"Masalah biasa, pak. Duit. Nebula baru saja melahirkan, tapi suaminya juga baru diPHK. Mereka butuh uang. Sementara pekerjaannya cuma pegawai laundry. Yah, begitulah. Kami sering mendengar Pak Tukiman berteriak "Tanya saja kepada orang tuamu" berkali -- kali. Tidak enak, pak. Kami tahu karakter Pak Tukiman. Orangnya penyabar. Maka jika ia sudah seperti itu, berarti Nebula sudah kelewat batas."
"Betul, betul, pak." Orang di antrian kembali menyahut, kali ini seorang pemuda belasan tahun.
Aku kembali mendesah karena kasus menjadi sulit jika sentimen bermain. Charles paham ini, ia mengambil alih. "Ada bukti bahwa Nebula datang ke kamar Pak Tukiman pagi ini antara jam delapan hingga jam sepuluh?"
Orang di antrian menyahut, kali ini ibu -- ibu judes, "Ada pak. Aku melihat sekelebat bayangannya dari balik pintu. Ia masih memakai baju yang sama seperti malam kemarin. Baju dress hitam panjang. Malam kemarin, mereka bertengkar hebat."
Aku menatap Bu Aminah meminta jawabannya, namun ia menunjuk ibu -- ibu judes, "Kalau Yoanna sudah berkata, aku percaya padanya. Matanya setajam elang. Kupingnya setajam kucing. Tidak ada penglihatan atau gosip yang luput dari inderanya."
"Ibu sendiri, apa ibu melihat Nebula pagi ini?"

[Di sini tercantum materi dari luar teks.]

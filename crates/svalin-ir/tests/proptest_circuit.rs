//! Property-based tests for circuit construction invariants.
//!
//! Operand validation happens at push time, so a circuit can never
//! hold an instruction referencing bits it does not own, and a failed
//! wholesale rewrite must leave the circuit untouched.

use proptest::prelude::*;
use svalin_ir::{Circuit, Instruction, IrError, QubitId, StandardGate};

proptest! {
    #[test]
    fn push_validates_qubit_range(n in 1u32..8, q in 0u32..16) {
        let mut circuit = Circuit::with_size("c", n, 0);
        let result = circuit.push(Instruction::single_qubit_gate(StandardGate::X, QubitId(q)));
        if q < n {
            prop_assert!(result.is_ok());
            prop_assert_eq!(circuit.num_ops(), 1);
        } else {
            prop_assert!(
                matches!(result, Err(IrError::QubitOutOfRange { .. })),
                "expected QubitOutOfRange, got {:?}", result
            );
            prop_assert_eq!(circuit.num_ops(), 0);
        }
    }

    #[test]
    fn duplicate_two_qubit_operand_rejected(n in 1u32..8, q in 0u32..8) {
        let mut circuit = Circuit::with_size("c", n, 0);
        let result = circuit.cx(QubitId(q % n), QubitId(q % n));
        prop_assert!(
            matches!(result, Err(IrError::DuplicateOperand { .. })),
            "expected DuplicateOperand, got {:?}", result
        );
        prop_assert_eq!(circuit.num_ops(), 0);
    }

    #[test]
    fn replace_instructions_rolls_back_on_invalid(n in 2u32..8, bad in 8u32..16) {
        let mut circuit = Circuit::with_size("c", n, 0);
        circuit.h(QubitId(0)).unwrap();
        circuit.cx(QubitId(0), QubitId(1)).unwrap();
        let before = circuit.instructions().to_vec();

        let invalid = vec![
            Instruction::single_qubit_gate(StandardGate::H, QubitId(0)),
            Instruction::single_qubit_gate(StandardGate::X, QubitId(bad)),
        ];
        prop_assert!(circuit.replace_instructions(invalid).is_err());
        prop_assert_eq!(circuit.instructions(), before.as_slice());
    }

    #[test]
    fn depth_bounded_by_op_count(n in 1u32..6, qubits in prop::collection::vec(0u32..6, 0..30)) {
        let mut circuit = Circuit::with_size("c", n, 0);
        for q in qubits {
            circuit.x(QubitId(q % n)).unwrap();
        }
        prop_assert!(circuit.depth() <= circuit.num_ops());
        prop_assert_eq!(circuit.depth() == 0, circuit.num_ops() == 0);
    }
}
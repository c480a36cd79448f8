//! Preset pipelines for optimization levels 0 through 3.

use crate::coupling::CouplingMap;
use crate::durations::InstructionDurations;
use crate::error::{TranspileError, TranspileResult};
use crate::layout::Layout;
use crate::manager::{PassManager, PassManagerBuilder, Stage};
use crate::passes::{
    AlapSchedule, AsapSchedule, BasicRouting, BasisTranslation, CancelInverseGates, CheckMap,
    CommutativeCancellation, Decompose3q, DenseLayout, Optimize1qGates, ResynthesizeTwoQubitRuns,
    SabreLayout, SabreRouting, SetLayout, StochasticRouting, TrivialLayout,
};
use crate::target::TimingConstraints;

/// Known init method names.
pub const INIT_METHODS: &[&str] = &["default"];
/// Known layout method names.
pub const LAYOUT_METHODS: &[&str] = &["trivial", "dense", "sabre"];
/// Known routing method names.
pub const ROUTING_METHODS: &[&str] = &["basic", "stochastic", "sabre"];
/// Known translation method names.
pub const TRANSLATION_METHODS: &[&str] = &["translator"];
/// Known optimization method names.
pub const OPTIMIZATION_METHODS: &[&str] = &["default"];
/// Known scheduling method names.
pub const SCHEDULING_METHODS: &[&str] = &["asap", "alap"];

/// Validate a requested method name against a stage registry.
pub fn validate_method(stage: &'static str, method: &str) -> TranspileResult<()> {
    let (registry, known) = match stage {
        "init" => (INIT_METHODS, "default"),
        "layout" => (LAYOUT_METHODS, "trivial, dense, sabre"),
        "routing" => (ROUTING_METHODS, "basic, stochastic, sabre"),
        "translation" => (TRANSLATION_METHODS, "translator"),
        "optimization" => (OPTIMIZATION_METHODS, "default"),
        "scheduling" => (SCHEDULING_METHODS, "asap, alap"),
        _ => unreachable!("unknown stage registry"),
    };
    if registry.contains(&method) {
        Ok(())
    } else {
        Err(TranspileError::UnknownStageMethod {
            stage,
            method: method.to_owned(),
            known,
        })
    }
}

/// Everything a preset needs to wire a pipeline.
#[derive(Debug, Clone, Default)]
pub struct PassManagerConfig {
    /// Device connectivity; absence means all-to-all.
    pub coupling_map: Option<CouplingMap>,
    /// Target basis; empty means no translation.
    pub basis_gates: Vec<String>,
    /// Caller-chosen layout, installed ahead of the method pass.
    pub initial_layout: Option<Layout>,
    /// Duration table for scheduling.
    pub durations: Option<InstructionDurations>,
    /// Device alignment constraints.
    pub timing_constraints: TimingConstraints,
    /// Layout method override.
    pub layout_method: Option<String>,
    /// Routing method override.
    pub routing_method: Option<String>,
    /// Translation method override.
    pub translation_method: Option<String>,
    /// Scheduling method; `None` disables the stage.
    pub scheduling_method: Option<String>,
    /// Fidelity/gate-count tradeoff in `[0, 1]`, 1.0 is exact.
    pub approximation_degree: Option<f64>,
    /// Seed for every stochastic pass.
    pub seed: u64,
}

impl PassManagerConfig {
    fn validate_methods(&self) -> TranspileResult<()> {
        if let Some(m) = &self.layout_method {
            validate_method("layout", m)?;
        }
        if let Some(m) = &self.routing_method {
            validate_method("routing", m)?;
        }
        if let Some(m) = &self.translation_method {
            validate_method("translation", m)?;
        }
        if let Some(m) = &self.scheduling_method {
            validate_method("scheduling", m)?;
        }
        Ok(())
    }
}

/// Build the preset pipeline for an optimization level.
pub fn preset_pass_manager(
    level: u8,
    config: &PassManagerConfig,
) -> TranspileResult<PassManager> {
    if level > 3 {
        return Err(TranspileError::InvalidOptimizationLevel(level));
    }
    config.validate_methods()?;

    let mut builder = PassManager::builder().add_pass(Stage::Init, Box::new(Decompose3q));

    if let Some(coupling) = &config.coupling_map {
        builder = add_layout_stage(builder, config, coupling, level);
        builder = add_routing_stage(builder, config, coupling, level)?;
    }

    if !config.basis_gates.is_empty() {
        let mut translation = BasisTranslation::new(config.basis_gates.iter().cloned());
        if let Some(coupling) = &config.coupling_map {
            translation = translation.with_coupling(coupling.clone());
        }
        builder = builder.add_pass(Stage::Translation, Box::new(translation));
    }

    builder = add_optimization_stage(builder, config, level);

    if let Some(method) = &config.scheduling_method {
        let durations = config.durations.clone().ok_or_else(|| {
            TranspileError::InvalidConfiguration(
                "scheduling requested without instruction durations".to_owned(),
            )
        })?;
        let pass: Box<dyn crate::pass::Pass> = match method.as_str() {
            "alap" => Box::new(AlapSchedule::new(durations, config.timing_constraints)),
            _ => Box::new(AsapSchedule::new(durations, config.timing_constraints)),
        };
        builder = builder.add_pass(Stage::Scheduling, pass);
    }

    builder.finish()
}

fn add_layout_stage(
    mut builder: PassManagerBuilder,
    config: &PassManagerConfig,
    coupling: &CouplingMap,
    level: u8,
) -> PassManagerBuilder {
    if let Some(layout) = &config.initial_layout {
        builder = builder.add_pass(Stage::Layout, Box::new(SetLayout::new(layout.clone())));
    }
    let default = match level {
        0 | 1 => "trivial",
        2 => "dense",
        _ => "sabre",
    };
    let method = config.layout_method.as_deref().unwrap_or(default);
    let pass: Box<dyn crate::pass::Pass> = match method {
        "dense" => Box::new(DenseLayout::new(coupling.clone())),
        "sabre" => Box::new(SabreLayout::new(coupling.clone(), config.seed)),
        _ => Box::new(TrivialLayout),
    };
    builder.add_pass(Stage::Layout, pass)
}

fn add_routing_stage(
    mut builder: PassManagerBuilder,
    config: &PassManagerConfig,
    coupling: &CouplingMap,
    level: u8,
) -> TranspileResult<PassManagerBuilder> {
    builder = builder.add_pass(Stage::Routing, Box::new(CheckMap::new(coupling.clone())));
    let default = match level {
        0 | 1 => "basic",
        2 => "stochastic",
        _ => "sabre",
    };
    let method = config.routing_method.as_deref().unwrap_or(default);
    let pass: Box<dyn crate::pass::Pass> = match method {
        "stochastic" => Box::new(StochasticRouting::new(coupling.clone(), config.seed)),
        "sabre" => Box::new(SabreRouting::new(coupling.clone(), config.seed)),
        _ => Box::new(BasicRouting::new(coupling.clone())),
    };
    Ok(builder.add_pass(Stage::Routing, pass))
}

fn add_optimization_stage(
    mut builder: PassManagerBuilder,
    config: &PassManagerConfig,
    level: u8,
) -> PassManagerBuilder {
    if level == 0 {
        return builder;
    }
    builder = builder
        .add_pass(
            Stage::Optimization,
            Box::new(Optimize1qGates::new(config.basis_gates.iter().cloned())),
        )
        .add_pass(Stage::Optimization, Box::new(CancelInverseGates));
    if level >= 2 {
        builder = builder.add_pass(Stage::Optimization, Box::new(CommutativeCancellation));
    }
    if level >= 3 {
        builder = builder.add_pass(
            Stage::Optimization,
            Box::new(ResynthesizeTwoQubitRuns::new(config.approximation_degree)),
        );
    }
    let bound = match level {
        1 => 4,
        2 => 6,
        _ => 8,
    };
    builder.fixed_point(Stage::Optimization, bound)
}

"Tidak, aku tidak melihatnya. Pintuku tertutup. Tapi aku bisa mencium aroma parfumnya dari balik pintu. Itu benar -- benar Nebula datang mengunjungi Kiman. Aku bisa memastikannya."
Aku sedikit menepuk meja tanda kekesalan, "Baiklah, apa ada lagi keterangan yang ibu ingin sampaikan?"
"Ada lagi, pak. Sekitar seminggu lalu Nebula membawa anaknya, terbungkus selimut, untuk menarik simpati dari Pak Tukiman. Berisik sekali, pak, anak itu. Menangis sepanjang lorong. Tetangga -- tetangga pun keluar kamar semuanya."
"Bagaimana hasil dari pertemuan itu?"
"Kami tidak tahu, Kiman tidak mau membicarakannya dengan kami. Namun melihat Nebula keluar dengan tampang kusut, aku tahu ia tidak dapat duit Pak Tukiman. Pasti. Aku berani jamin."